From the pages of Politico:
HHS split on CDC opioid prescription guidelines
A panel set up to coordinate pain research across the federal government is blasting a CDC proposal to rein in opioid prescribing set for release next month.
Members of the NIH's Interagency Pain Research Coordinating Committee, which was created by Obamacare and includes the FDA, AHRQ and the Department of Veterans Affairs, announced at a meeting Thursday that they plan to file a formal objection to the CDC prescribing guidelines. Those guidelines are a key piece of the administration's effort to combat the prescription overdose epidemic that claims more than 16,000 lives a year.
The level of evidence cited to support the guidelines, which are non-binding on physicians, "is low to very low and that's a problem," said Sharon Hertz, FDA's director of the Division of Anesthesia, Analgesia and Addiction Products.
AHRQ health scientist Richard Ricciardi called the recommendations "ridiculous" and "an embarrassment to the government."
The dissension within HHS adds to a chorus of complaints from both the pain community and major medical groups including the American Medical Association and the American Cancer Society Cancer Action Network, which have criticized CDC's selection of experts and the limited opportunity for public input on the guidelines. CDC has not released a draft but an early version has circulated.
Wanda Jones, principal deputy assistant secretary for health at HHS, told the interagency committee members that they should still register objections, even though time is running out. She said the CDC process had been "shortsighted" and rushed. "You know, damn the torpedoes. Full speed ahead."
Jones is not a member of the NIH committee but provided an update on the National Pain Strategy.

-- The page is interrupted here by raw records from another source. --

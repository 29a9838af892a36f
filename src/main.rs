/// Block Crawler
///
/// Ingests every transaction of an inclusive block range into a SQLite database.
use anyhow::{Context, Result};
use block_crawler::cli::{self, IngestCli};
use block_crawler::db::Database;
use block_crawler::pipeline::{self, Pipeline};
use block_crawler::rpc::HttpChainReader;
use tokio_util::sync::CancellationToken;

const USAGE: &str = "Usage: block-crawler <RPC_ENDPOINT> <DB_PATH> <START>-<END>";

#[tokio::main]
async fn main() -> Result<()> {
    // Load environment variables from .env file
    dotenv::dotenv().ok();

    // Initialize logging
    tracing_subscriber::fmt().with_env_filter(cli::log_filter()).init();

    let cli: IngestCli = cli::parse_or_exit();
    if let Err(e) = cli.validate() {
        eprintln!("{}\n{}", e, USAGE);
        std::process::exit(1);
    }

    println!("🚀 Starting Block Crawler...");

    println!("\n💾 Opening SQLite database {}...", cli.db_path.display());
    let database = Database::open(&cli.db_path).await.context("Failed to open SQLite database")?;
    database.test_connection().await.context("Database connection test failed")?;
    database.ensure_schema().await.context("Failed to create transactions table")?;
    println!("✅ Database ready");

    let reader = HttpChainReader::new(cli.rpc_endpoint.clone(), cli.rpc_timeout()).context("Failed to create RPC client")?;
    println!("🔗 RPC endpoint: {}", reader.endpoint());
    println!("📍 Block range: {} ({} blocks)", cli.block_range, format_number(cli.block_range.len()));

    // Stop between blocks on Ctrl-C; committed batches stay valid
    let cancel = CancellationToken::new();
    let on_signal = cancel.clone();
    tokio::spawn(async move {
        if tokio::signal::ctrl_c().await.is_ok() {
            tracing::warn!("Received Ctrl-C, stopping after blocks in flight");
            on_signal.cancel();
        }
    });

    let pipeline = Pipeline::new(reader, database.clone(), cli.pipeline_config());
    let result = pipeline.run(cancel).await;
    database.close().await;

    let stats = result.context("Pipeline execution failed")?;
    pipeline::print_final_stats(&stats);

    println!("\n✨ Ingestion complete!");

    Ok(())
}

/// Format a number with thousand separators
fn format_number(n: u64) -> String {
    let s = n.to_string();
    let mut result = String::new();

    for (count, c) in s.chars().rev().enumerate() {
        if count > 0 && count % 3 == 0 {
            result.push(',');
        }
        result.push(c);
    }

    result.chars().rev().collect()
}

#[cfg(test)]
mod tests {
    use super::*;

    #[test]
    fn test_format_number() {
        assert_eq!(format_number(0), "0");
        assert_eq!(format_number(251), "251");
        assert_eq!(format_number(1234567), "1,234,567");
    }
}
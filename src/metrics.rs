//! Accuracy metrics shared by `Forecaster::score` and the cross-validation
//! and ensemble-weighting machinery.

use crate::error::{ForecastError, Result};

fn validate_inputs(actual: &[f64], forecast: &[f64]) -> Result<()> {
    if actual.is_empty() || forecast.is_empty() {
        return Err(ForecastError::InvalidConfiguration(
            "metrics: empty input".to_string(),
        ));
    }
    if actual.len() != forecast.len() {
        return Err(ForecastError::InvalidConfiguration(format!(
            "metrics: length mismatch, actual {} vs forecast {}",
            actual.len(),
            forecast.len()
        )));
    }
    Ok(())
}

/// Mean absolute error.
pub fn mae(actual: &[f64], forecast: &[f64]) -> Result<f64> {
    validate_inputs(actual, forecast)?;
    Ok(actual.iter().zip(forecast).map(|(a, f)| (a - f).abs()).sum::<f64>() / actual.len() as f64)
}

/// Mean squared error.
pub fn mse(actual: &[f64], forecast: &[f64]) -> Result<f64> {
    validate_inputs(actual, forecast)?;
    Ok(actual.iter().zip(forecast).map(|(a, f)| (a - f).powi(2)).sum::<f64>() / actual.len() as f64)
}

/// Root mean squared error.
pub fn rmse(actual: &[f64], forecast: &[f64]) -> Result<f64> {
    Ok(mse(actual, forecast)?.sqrt())
}

/// Mean absolute percentage error, as a fraction (not multiplied by 100).
/// Points where `actual` is zero are skipped.
pub fn mape(actual: &[f64], forecast: &[f64]) -> Result<f64> {
    validate_inputs(actual, forecast)?;
    let mut sum = 0.0;
    let mut count = 0usize;
    for (a, f) in actual.iter().zip(forecast) {
        if a.abs() > 1e-12 {
            sum += ((a - f) / a).abs();
            count += 1;
        }
    }
    if count == 0 {
        return Err(ForecastError::NumericalFailure(
            "mape: all actual values are zero".to_string(),
        ));
    }
    Ok(sum / count as f64)
}

/// Symmetric MAPE, as a fraction.
pub fn smape(actual: &[f64], forecast: &[f64]) -> Result<f64> {
    validate_inputs(actual, forecast)?;
    let mut sum = 0.0;
    let mut count = 0usize;
    for (a, f) in actual.iter().zip(forecast) {
        let denom = a.abs() + f.abs();
        if denom > 1e-12 {
            sum += 2.0 * (a - f).abs() / denom;
            count += 1;
        }
    }
    if count == 0 {
        return Err(ForecastError::NumericalFailure(
            "smape: all denominators are zero".to_string(),
        ));
    }
    Ok(sum / count as f64)
}

/// Mean absolute scaled error, scaled by the in-sample naive (lag-1) MAE
/// of `baseline`.
pub fn mase(actual: &[f64], forecast: &[f64], baseline: &[f64]) -> Result<f64> {
    validate_inputs(actual, forecast)?;
    if baseline.len() < 2 {
        return Err(ForecastError::InsufficientData { needed: 2, got: baseline.len() });
    }
    let scale: f64 = baseline.windows(2).map(|w| (w[1] - w[0]).abs()).sum::<f64>() / (baseline.len() - 1) as f64;
    if scale.abs() < 1e-12 {
        return Err(ForecastError::NumericalFailure(
            "mase: baseline has zero naive error".to_string(),
        ));
    }
    let mae_val = mae(actual, forecast)?;
    Ok(mae_val / scale)
}

/// Coefficient of determination.
pub fn r2(actual: &[f64], forecast: &[f64]) -> Result<f64> {
    validate_inputs(actual, forecast)?;
    let mean = actual.iter().sum::<f64>() / actual.len() as f64;
    let ss_tot: f64 = actual.iter().map(|a| (a - mean).powi(2)).sum();
    let ss_res: f64 = actual.iter().zip(forecast).map(|(a, f)| (a - f).powi(2)).sum();
    if ss_tot.abs() < 1e-12 {
        return Err(ForecastError::NumericalFailure(
            "r2: actual series has zero variance".to_string(),
        ));
    }
    Ok(1.0 - ss_res / ss_tot)
}

/// Mean signed error (forecast minus actual).
pub fn bias(actual: &[f64], forecast: &[f64]) -> Result<f64> {
    validate_inputs(actual, forecast)?;
    Ok(forecast.iter().zip(actual).map(|(f, a)| f - a).sum::<f64>() / actual.len() as f64)
}

/// Relative MAE: `mae(actual, pred1) / mae(actual, pred2)`. Values below 1
/// favor `pred1`.
pub fn rmae(actual: &[f64], pred1: &[f64], pred2: &[f64]) -> Result<f64> {
    let mae1 = mae(actual, pred1)?;
    let mae2 = mae(actual, pred2)?;
    if mae2.abs() < 1e-12 {
        return Err(ForecastError::NumericalFailure(
            "rmae: second forecast has zero error".to_string(),
        ));
    }
    Ok(mae1 / mae2)
}

/// Pinball/quantile loss at a single quantile level.
pub fn quantile_loss(actual: &[f64], forecast: &[f64], quantile: f64) -> Result<f64> {
    validate_inputs(actual, forecast)?;
    if !(0.0..=1.0).contains(&quantile) {
        return Err(ForecastError::InvalidConfiguration(
            "quantile_loss: quantile must be in [0, 1]".to_string(),
        ));
    }
    let sum: f64 = actual
        .iter()
        .zip(forecast)
        .map(|(a, f)| {
            let diff = a - f;
            if diff >= 0.0 {
                quantile * diff
            } else {
                (quantile - 1.0) * diff
            }
        })
        .sum();
    Ok(sum / actual.len() as f64)
}

/// Mean quantile loss averaged over several forecast vectors/quantile levels.
pub fn mqloss(actual: &[f64], forecasts: &[Vec<f64>], quantiles: &[f64]) -> Result<f64> {
    if forecasts.len() != quantiles.len() || forecasts.is_empty() {
        return Err(ForecastError::InvalidConfiguration(
            "mqloss: forecasts/quantiles length mismatch".to_string(),
        ));
    }
    let mut total = 0.0;
    for (f, &q) in forecasts.iter().zip(quantiles) {
        total += quantile_loss(actual, f, q)?;
    }
    Ok(total / forecasts.len() as f64)
}

/// Fraction of points for which `lower <= actual <= upper`.
pub fn coverage(actual: &[f64], lower: &[f64], upper: &[f64]) -> Result<f64> {
    validate_inputs(actual, lower)?;
    validate_inputs(actual, upper)?;
    let hits = actual
        .iter()
        .zip(lower)
        .zip(upper)
        .filter(|((a, l), u)| **l <= **a && **a <= **u)
        .count();
    Ok(hits as f64 / actual.len() as f64)
}
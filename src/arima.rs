//! ARIMA(p,d,q)(P,D,Q)[s] via conditional sum of squares, plus a stepwise
//! AutoARIMA search in the spirit of Hyndman-Khandakar.
//!
//! Seasonal AR/MA terms are folded into the same coefficient vectors as
//! the regular terms (extra lags at multiples of `s`) rather than
//! expanded via full polynomial multiplication of the regular and
//! seasonal operators. This keeps a single CSS objective and a single
//! lag-indexed recursion for both the regular and seasonal parts, at the
//! cost of not modeling their multiplicative interaction exactly the way
//! a textbook SARIMA does.

use tracing::{debug, trace};

use crate::cancel::CancellationToken;
use crate::error::{ForecastError, Result};
use crate::forecaster::{Capabilities, Forecaster};
use crate::intervals;
use crate::numerics;
use crate::series::{Forecast, ModelComponents, Series};

/// Order specification for an ARIMA(p,d,q)(P,D,Q)[s] model.
#[derive(Debug, Clone, Copy, PartialEq, Eq)]
pub struct ArimaConfig {
    pub p: usize,
    pub d: usize,
    pub q: usize,
    pub seasonal_p: usize,
    pub seasonal_d: usize,
    pub seasonal_q: usize,
    pub s: usize,
    pub include_drift: bool,
}

impl Default for ArimaConfig {
    fn default() -> Self {
        Self {
            p: 1,
            d: 1,
            q: 1,
            seasonal_p: 0,
            seasonal_d: 0,
            seasonal_q: 0,
            s: 1,
            include_drift: false,
        }
    }
}

impl ArimaConfig {
    pub fn validate(&self) -> Result<()> {
        if self.d > 2 || self.seasonal_d > 1 {
            return Err(ForecastError::InvalidConfiguration(
                "ARIMA: d must be <= 2 and seasonal_d <= 1".to_string(),
            ));
        }
        if self.seasonal_p > 0 || self.seasonal_q > 0 || self.seasonal_d > 0 {
            if self.s < 2 {
                return Err(ForecastError::InvalidConfiguration(
                    "ARIMA: seasonal orders require s >= 2".to_string(),
                ));
            }
        }
        Ok(())
    }

    fn ar_lags(&self) -> Vec<usize> {
        let mut lags: Vec<usize> = (1..=self.p).collect();
        if self.s >= 2 {
            lags.extend((1..=self.seasonal_p).map(|i| i * self.s));
        }
        lags
    }

    fn ma_lags(&self) -> Vec<usize> {
        let mut lags: Vec<usize> = (1..=self.q).collect();
        if self.s >= 2 {
            lags.extend((1..=self.seasonal_q).map(|i| i * self.s));
        }
        lags
    }
}

fn diff_once(values: &[f64], lag: usize) -> Vec<f64> {
    values.windows(lag + 1).map(|w| w[lag] - w[0]).collect()
}

#[derive(Debug, Clone)]
struct DiffPass {
    lag: usize,
    tail: Vec<f64>,
}

fn apply_differencing(values: &[f64], d: usize, seasonal_d: usize, s: usize) -> Result<(Vec<f64>, Vec<DiffPass>)> {
    let mut working = values.to_vec();
    let mut passes = Vec::new();
    for _ in 0..d {
        if working.len() < 2 {
            return Err(ForecastError::InsufficientData { needed: 2, got: working.len() });
        }
        passes.push(DiffPass { lag: 1, tail: vec![*working.last().unwrap()] });
        working = diff_once(&working, 1);
    }
    for _ in 0..seasonal_d {
        if working.len() <= s {
            return Err(ForecastError::InsufficientData { needed: s + 1, got: working.len() });
        }
        passes.push(DiffPass { lag: s, tail: working[working.len() - s..].to_vec() });
        working = diff_once(&working, s);
    }
    Ok((working, passes))
}

fn integrate(forecast_diff: &[f64], tail: &[f64], lag: usize) -> Vec<f64> {
    let mut extended = tail.to_vec();
    let mut out = Vec::with_capacity(forecast_diff.len());
    for &d in forecast_diff {
        let prev = extended[extended.len() - lag];
        let value = d + prev;
        extended.push(value);
        out.push(value);
    }
    out
}

/// Conditional-sum-of-squares residuals and objective, shared by fitting
/// and forecasting.
fn css_predict(
    stat: &[f64],
    resid_hist: &[f64],
    t: usize,
    ar_lags: &[usize],
    ma_lags: &[usize],
    ar_coefs: &[f64],
    ma_coefs: &[f64],
    drift: f64,
) -> f64 {
    let mut pred = drift;
    for (i, &lag) in ar_lags.iter().enumerate() {
        if t >= lag {
            pred += ar_coefs[i] * stat[t - lag];
        }
    }
    for (j, &lag) in ma_lags.iter().enumerate() {
        if t >= lag && t - lag < resid_hist.len() {
            pred += ma_coefs[j] * resid_hist[t - lag];
        }
    }
    pred
}

/// A fitted ARIMA model.
#[derive(Debug, Clone)]
pub struct Arima {
    config: ArimaConfig,
    ar_lags: Vec<usize>,
    ma_lags: Vec<usize>,
    ar_coefs: Vec<f64>,
    ma_coefs: Vec<f64>,
    drift: f64,
    stat: Vec<f64>,
    residuals: Vec<f64>,
    passes: Vec<DiffPass>,
    sse: f64,
    n: usize,
}

impl Arima {
    pub fn new(config: ArimaConfig) -> Result<Self> {
        config.validate()?;
        let ar_lags = config.ar_lags();
        let ma_lags = config.ma_lags();
        Ok(Self {
            config,
            ar_coefs: vec![0.0; ar_lags.len()],
            ma_coefs: vec![0.0; ma_lags.len()],
            ar_lags,
            ma_lags,
            drift: 0.0,
            stat: Vec::new(),
            residuals: Vec::new(),
            passes: Vec::new(),
            sse: 0.0,
            n: 0,
        })
    }

    fn max_lag(&self) -> usize {
        self.ar_lags.iter().chain(self.ma_lags.iter()).copied().max().unwrap_or(0)
    }

    fn css(&self, stat: &[f64], params: &[f64]) -> f64 {
        let n_ar = self.ar_lags.len();
        let n_ma = self.ma_lags.len();
        let ar_coefs = &params[..n_ar];
        let ma_coefs = &params[n_ar..n_ar + n_ma];
        let drift = if self.config.include_drift { params[n_ar + n_ma] } else { 0.0 };

        let n = stat.len();
        let mut resid = vec![0.0; n];
        let max_lag = self.max_lag();
        let mut sse = 0.0;
        for t in 0..n {
            let pred = css_predict(stat, &resid, t, &self.ar_lags, &self.ma_lags, ar_coefs, ma_coefs, drift);
            let e = stat[t] - pred;
            resid[t] = e;
            if t >= max_lag {
                sse += e * e;
            }
        }
        sse
    }
}
/// Configuration for one TBATS fit.
#[derive(Debug, Clone)]
pub struct TbatsConfig {
    /// `None` means the Box-Cox lambda is estimated via Guerrero's method.
    pub box_cox_lambda: Option<f64>,
    /// `None` disables damping.
    pub damping_phi: Option<f64>,
    /// `(period, fourier_order)` pairs.
    pub seasonal_periods: Vec<(usize, usize)>,
    /// AR/MA order of the error process, fit via CSS on the post-seasonal
    /// residual (mirrors `arima.rs`'s conditional-sum-of-squares approach).
    pub arma_p: usize,
    pub arma_q: usize,
}

impl Default for TbatsConfig {
    fn default() -> Self {
        Self {
            box_cox_lambda: None,
            damping_phi: Some(0.98),
            seasonal_periods: Vec::new(),
            arma_p: 1,
            arma_q: 0,
        }
    }
}

impl TbatsConfig {
    pub fn validate(&self) -> Result<()> {
        if let Some(phi) = self.damping_phi {
            if !(0.0..=1.0).contains(&phi) {
                return Err(ForecastError::InvalidConfiguration(
                    "damping_phi must be in [0, 1]".to_string(),
                ));
            }
        }
        if self.seasonal_periods.iter().any(|&(p, k)| p == 0 || k == 0) {
            return Err(ForecastError::InvalidConfiguration(
                "seasonal periods and fourier orders must be positive".to_string(),
            ));
        }
        Ok(())
    }
}

/// A fitted TBATS model.
#[derive(Debug, Clone)]
pub struct Tbats {
    config: TbatsConfig,
    lambda: f64,
    level: f64,
    trend: f64,
    alpha: f64,
    beta: f64,
    phi: f64,
    seasonal_coefs: Vec<f64>,
    ar_coefs: Vec<f64>,
    ma_coefs: Vec<f64>,
    residuals: Vec<f64>,
    residual_std: f64,
    fitted: Vec<f64>,
    sse: f64,
    n: usize,
}

impl Tbats {
    pub fn new(config: TbatsConfig) -> Result<Self> {
        config.validate()?;
        Ok(Self {
            config,
            lambda: 1.0,
            level: 0.0,
            trend: 0.0,
            alpha: 0.3,
            beta: 0.05,
            phi: 1.0,
            seasonal_coefs: Vec::new(),
            ar_coefs: Vec::new(),
            ma_coefs: Vec::new(),
            residuals: Vec::new(),
            residual_std: 0.0,
            fitted: Vec::new(),
            sse: 0.0,
            n: 0,
        })
    }

    fn fourier_column_count(&self) -> usize {
        self.config.seasonal_periods.iter().map(|&(_, k)| 2 * k).sum()
    }
}

impl Forecaster for Tbats {
    fn fit(&mut self, series: &Series, cancel: &CancellationToken) -> Result<()> {
        let min_period = self.config.seasonal_periods.iter().map(|&(p, _)| p).max().unwrap_or(1);
        if series.len() < (2 * min_period).max(8) {
            return Err(ForecastError::InsufficientData { needed: (2 * min_period).max(8), got: series.len() });
        }
        cancel.check()?;

        let raw = series.values();
        let all_positive = raw.iter().all(|&v| v > 0.0);
        self.lambda = match self.config.box_cox_lambda {
            Some(l) => l,
            None if all_positive => decomposition::estimate_box_cox_lambda(raw, min_period.max(2)),
            None => 1.0,
        };
        let transformed = if all_positive {
            decomposition::box_cox(raw, self.lambda)?
        } else {
            self.lambda = 1.0;
            raw.to_vec()
        };

        let n = transformed.len();
        let x: Vec<f64> = (0..n).map(|i| i as f64).collect();
        let (trend_slope, trend_intercept) = numerics::ols(
            &x.iter().map(|&xi| vec![1.0, xi]).collect::<Vec<_>>(),
            &transformed,
        )
        .map(|fit| (fit.beta[1], fit.beta[0]))?;
        self.level = trend_intercept;
        self.trend = trend_slope;
        self.phi = self.config.damping_phi.unwrap_or(1.0);

        let detrended: Vec<f64> = transformed.iter().zip(x.iter()).map(|(v, &xi)| v - (trend_intercept + trend_slope * xi)).collect();

        cancel.check()?;
        let n_cols = self.fourier_column_count();
        let seasonal_fitted;
        if n_cols > 0 {
            let design: Vec<Vec<f64>> = (0..n).map(|t| decomposition::fourier_row(t, &self.config.seasonal_periods)).collect();
            self.seasonal_coefs = numerics::ols(&design, &detrended)?.beta;
            seasonal_fitted = design.iter().map(|row| row.iter().zip(self.seasonal_coefs.iter()).map(|(a, b)| a * b).sum::<f64>()).collect::<Vec<f64>>();
        } else {
            self.seasonal_coefs = Vec::new();
            seasonal_fitted = vec![0.0; n];
        }

        let error_series: Vec<f64> = detrended.iter().zip(seasonal_fitted.iter()).map(|(d, s)| d - s).collect();

        cancel.check()?;
        let ar_lags: Vec<usize> = (1..=self.config.arma_p).collect();
        let ma_lags: Vec<usize> = (1..=self.config.arma_q).collect();
        let n_params = ar_lags.len() + ma_lags.len();
        if n_params > 0 {
            let max_lag = ar_lags.iter().chain(ma_lags.iter()).copied().max().unwrap_or(0);
            let objective = |p: &[f64]| -> f64 {
                let ar = &p[..ar_lags.len()];
                let ma = &p[ar_lags.len()..];
                let mut resid = vec![0.0; error_series.len()];
                let mut sse = 0.0;
                for t in 0..error_series.len() {
                    let mut pred = 0.0;
                    for (i, &lag) in ar_lags.iter().enumerate() {
                        if t >= lag {
                            pred += ar[i] * error_series[t - lag];
                        }
                    }
                    for (j, &lag) in ma_lags.iter().enumerate() {
                        if t >= lag {
                            pred += ma[j] * resid[t - lag];
                        }
                    }
                    let e = error_series[t] - pred;
                    resid[t] = e;
                    if t >= max_lag {
                        sse += e * e;
                    }
                }
                if sse.is_finite() { sse } else { f64::MAX }
            };
            let initial = vec![0.0; n_params];
            let bounds = vec![1.3; n_params];
            let lower: Vec<f64> = bounds.iter().map(|b| -b).collect();
            let best = numerics::nelder_mead(&initial, &lower, &bounds, 300, &objective);
            self.ar_coefs = best[..ar_lags.len()].to_vec();
            self.ma_coefs = best[ar_lags.len()..].to_vec();
        } else {
            self.ar_coefs = Vec::new();
            self.ma_coefs = Vec::new();
        }

        let mut resid = vec![0.0; error_series.len()];
        let mut sse = 0.0;
        let max_lag = ar_lags.iter().chain(ma_lags.iter()).copied().max().unwrap_or(0);
        for t in 0..error_series.len() {
            let mut pred = 0.0;
            for (i, &lag) in ar_lags.iter().enumerate() {
                if t >= lag {
                    pred += self.ar_coefs[i] * error_series[t - lag];
                }
            }
            for (j, &lag) in ma_lags.iter().enumerate() {
                if t >= lag {
                    pred += self.ma_coefs[j] * resid[t - lag];
                }
            }
            let e = error_series[t] - pred;
            resid[t] = e;
            if t >= max_lag {
                sse += e * e;
            }
        }
        self.residuals = resid;
        self.sse = sse;

        let transformed_fitted: Vec<f64> = (0..n)
            .map(|t| trend_intercept + trend_slope * t as f64 + seasonal_fitted[t] + (error_series[t] - self.residuals[t]))
            .collect();
        self.fitted = decomposition::inverse_box_cox(&transformed_fitted, self.lambda);

        let errors: Vec<f64> = raw.iter().zip(self.fitted.iter()).map(|(v, f)| v - f).collect();
        let mean_e = errors.iter().sum::<f64>() / n as f64;
        self.residual_std = (errors.iter().map(|e| (e - mean_e).powi(2)).sum::<f64>() / n as f64).sqrt();
        self.n = n;

        trace!(lambda = self.lambda, sse = self.sse, "tbats fit complete");
        Ok(())
    }

    fn predict(&self, horizon: usize) -> Result<Forecast> {
        if self.n == 0 {
            return Err(ForecastError::InvalidConfiguration(
                "tbats: predict called before fit".to_string(),
            ));
        }
        let mut point_transformed = Vec::with_capacity(horizon);
        for h in 1..=horizon {
            let t = self.n + h - 1;
            let damp_sum = (1..=h).map(|j| self.phi.powi(j as i32)).sum::<f64>();
            let trend_part = self.level + damp_sum * self.trend;
            let seasonal_part = if self.seasonal_coefs.is_empty() {
                0.0
            } else {
                let row = decomposition::fourier_row(t, &self.config.seasonal_periods);
                row.iter().zip(self.seasonal_coefs.iter()).map(|(a, b)| a * b).sum::<f64>()
            };
            point_transformed.push(trend_part + seasonal_part);
        }
        let point = decomposition::inverse_box_cox(&point_transformed, self.lambda);
        Ok(Forecast::point_only(point).with_fitted(self.fitted.clone()))
    }

    fn predict_with_confidence(&self, horizon: usize, confidence_level: f64) -> Result<Forecast> {
        let base = self.predict(horizon)?;
        let z = intervals::z_score(confidence_level);
        let lower: Vec<f64> = base.point.iter().enumerate().map(|(i, p)| p - z * self.residual_std * ((i + 1) as f64).sqrt()).collect();
        let upper: Vec<f64> = base.point.iter().enumerate().map(|(i, p)| p + z * self.residual_std * ((i + 1) as f64).sqrt()).collect();
        Ok(Forecast::with_bands(base.point, lower, upper, confidence_level).with_fitted(base.fitted.unwrap_or_default()))
    }

    fn name(&self) -> String {
        "tbats".to_string()
    }

    fn capabilities(&self) -> Capabilities {
        Capabilities { prediction_intervals: true, in_sample_fitted: true, model_components: true, information_criteria: true }
    }

    fn components(&self) -> Option<ModelComponents> {
        Some(ModelComponents::Tbats {
            box_cox_lambda: self.config.box_cox_lambda.or(Some(self.lambda)),
            damping_phi: self.config.damping_phi,
            fourier_orders: self.config.seasonal_periods.clone(),
        })
    }

    fn aic(&self) -> Option<f64> {
        let k = 2 + self.seasonal_coefs.len() + self.ar_coefs.len() + self.ma_coefs.len() + 1;
        let n = self.n.max(1) as f64;
        let sigma2 = (self.sse / n).max(1e-12);
        let loglik = -0.5 * n * ((2.0 * std::f64::consts::PI * sigma2).ln() + 1.0);
        Some(-2.0 * loglik + 2.0 * k as f64)
    }

    fn fitted_values(&self) -> Option<Vec<f64>> {
        Some(self.fitted.clone())
    }
}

Several committee members were frustrated that the response to the opioid epidemic appeared to trump a broader effort underway to develop an integrated strategy to combat pain and could in fact hinder it by limiting access to certain necessary drugs.
"We have both a pain and an opioid use disorder problem. Both are important. Both are serious," said Richard Frank, HHS assistant secretary for planning and evaluation.
CDC did not respond to a request for comment.
CDC policy official Sara Patterson told the interagency group by conference call that the guidelines' three main goals are to have providers prescribe non-opioid options for pain when possible; to use the lowest effective dose when opioids are necessary, and to actively evaluate the risk and potential harms of ongoing treatment. The CDC is not recommending any changes in the role of opioids in treating cancer pain for palliative care.
Each category has a number of specific guidelines, and many are characterized as a "strong recommendation" with "low evidence" or "very low evidence" because of the lack of randomized control trials. Patterson said that they were supported by an exhaustive literature review, however, including a 2014 AHRQ review of "The Effectiveness and Risks of Long-Term Opioid Treatment of Chronic Pain."
AHRQ found scant evidence that opioids control chronic pain and that long-term use had serious risks. Deaths from prescription painkillers have quadrupled since 1999, according to the CDC, topping 16,000 in 2013. Nearly 2 million Americans either abused or were addicted to the drugs that year, the agency estimates. In 2012, health care providers wrote 259 million prescriptions for the drugs - enough for every American adult to have a bottle of the pills.
Patterson emphasized that the guidelines would be "non-regulatory" - meaning non-binding - and that the CDC "stands by" them.
The CDC effort is part the Obama administration's efforts to combat the epidemic, including expanding access to overdose antidote naloxone, making medication assisted addiction treatment more available, and improving state prescription drug monitoring programs.